The rest of the day was fairly normal. I almost feel like some sort of idol in Physics class, and it’s starting to scare me. The two other people that sit at my table, Chris and Khyati, both think I’m some sort of Mensa-qualified genius. And while I must admit that I understand the material and find it pretty easy, it’s also Grade 11 stuff – and I’ve already taken and passed Grade 12 Calculus, so it’s not much of a challenge. Chris always asks me for help instead of the teacher, just because Mr. H tends to just hand out solutions instead of helping people understand. I, on the other hand, am still learning this for the first time, so I can hopefully explain it from a learner’s standpoint. It’s an obstacle almost all teachers face, but I’m not really all that satisfied with how Mr. H handles it. He teaches by example, I suppose, doing up all the practice problems and then printing them out for those that need it. The only problem is that if you don’t understand what the textbook has explained, then his detailed solutions still won’t be of much help. But anyways, I try to do my part to help out where I can – the only thing is that now the people at my table seem to be obsessed with me. Khyati (pronounced “Kathy,” apparently) is obsessed with my car, even though it isn’t mine – I guess that’s because she’s only 16 and can only just have gotten her G1 at best. Things are just getting annoying. I really don’t want all this attention that they’re giving me, but whatever. I just take it, and try not to brag or anything. I’d rather use any abilities I have to help them, rather than just hold it over their heads and say, “Yeah, that’s right; I’m better than you.” Whatever.
Tonight should be pretty interesting. Jordan Smith called me up just a few minutes ago and asked if I wanted to come to his house and play bass with Jeff, Kristy, Angelie, and possibly others. I said sure, that was fine, since I couldn’t think of anything else that I was doing. Then I remembered after I got off the phone with him that I have a worship practice at my church tonight at 8:30 PM. I was going to call him back, but then I figured that it still gave me two hours to play with Jordan and Jeff, and then I wouldn’t even have to go home since I’d already have my bass with me and everything. So it should be interesting – a full night of playing bass, at least.
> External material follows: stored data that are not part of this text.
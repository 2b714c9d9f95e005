use anyhow::Result;
use clap::{Parser, Subcommand};
use std::path::PathBuf;

use repairshop::config::CliOverrides;
use repairshop::logging::{self, LogFormat};

mod cmd;

#[derive(Parser)]
#[command(name = "repairshop")]
#[command(version, about = "Computer repair shop back-end: customers and service tickets")]
pub struct Cli {
    #[arg(short, long, global = true)]
    pub verbose: bool,

    /// Emit logs as JSON lines
    #[arg(long, global = true)]
    pub json_logs: bool,

    /// Path to repairshop.toml (defaults to ./repairshop.toml)
    #[arg(long, global = true)]
    pub config: Option<PathBuf>,

    #[command(subcommand)]
    pub command: Commands,
}

#[derive(Subcommand)]
pub enum Commands {
    /// Run the HTTP server
    Serve {
        #[arg(long)]
        port: Option<u16>,
        #[arg(long)]
        db_path: Option<PathBuf>,
        /// Permissive CORS, bind on all interfaces
        #[arg(long)]
        dev: bool,
        /// Open the ticket page in a browser once started
        #[arg(long)]
        open: bool,
    },
    /// Create the database and run migrations, then exit
    Init {
        #[arg(long)]
        db_path: Option<PathBuf>,
    },
}

#[tokio::main]
async fn main() -> Result<()> {
    let cli = Cli::parse();

    // A missing .env is fine.
    let _ = dotenvy::dotenv();

    let format = if cli.json_logs {
        LogFormat::Json
    } else {
        LogFormat::Pretty
    };
    logging::init_subscriber(cli.verbose, format);

    match &cli.command {
        Commands::Serve {
            port,
            db_path,
            dev,
            open,
        } => {
            let overrides = CliOverrides {
                port: *port,
                db_path: db_path.clone(),
                dev_mode: *dev,
            };
            cmd::cmd_serve(cli.config.as_deref(), overrides, *open).await?;
        }
        Commands::Init { db_path } => {
            cmd::cmd_init(cli.config.as_deref(), db_path.clone())?;
        }
    }

    Ok(())
}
I think that’s all I have to say for today. Things are still tumultuous within my brain, but stabilizing at least. I can’t really think of any other time when I’ve used the word tumultuous, but it’s a pretty cool word, so I should try using it more often. But yeah, at least things aren’t as busy as they were about a week ago. Otherwise, I think my head would explode from the stress. At least things have calmed down somewhat, so that any unexpected and added stress doesn’t cause an overload in my system. After all, a person can only handle so much stress before they have a nervous breakdown or a violent breakdown or any number of kinds of breakdowns that are possible. But at least stress leads to motivation generally, so that’s one thing to be thankful for. I can be a lazy slob at times, so at least there’s more motivation to keep me going when I’m under stress. But that’s from an optimist’s point of view, and I don’t really like optimists because they told me I need glasses. For those of you who didn’t get the joke in that last sentence, just don’t worry about it…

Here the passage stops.